--- START ---
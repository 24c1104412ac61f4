//! Virtual network groupings.

use serde::{Deserialize, Serialize};

/// A named set of services that must share a virtual network.
///
/// Immutable after construction. A single default network is seeded by the
/// registry builder when defaults are enabled and the user supplied no
/// networks of their own.
#[derive(Debug, Clone, PartialEq, Eq, Default, Serialize, Deserialize)]
pub struct NetworkDefinition {
    /// Network name as known to the container engine.
    #[serde(default)]
    pub name: String,

    /// Logical service names attached to this network.
    #[serde(default)]
    pub services: Vec<String>,
}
--- END ---
→ **TASK OBJECTIVE**:
Quote only the lines from the line containing "the container engine." through the end of the entries, keeping the first and the last.

→ **ANSWER FOR THIS EXERCISE**:
    /// Network name as known to the container engine.
    #[serde(default)]
    pub name: String,

    /// Logical service names attached to this network.
    #[serde(default)]
    pub services: Vec<String>,
}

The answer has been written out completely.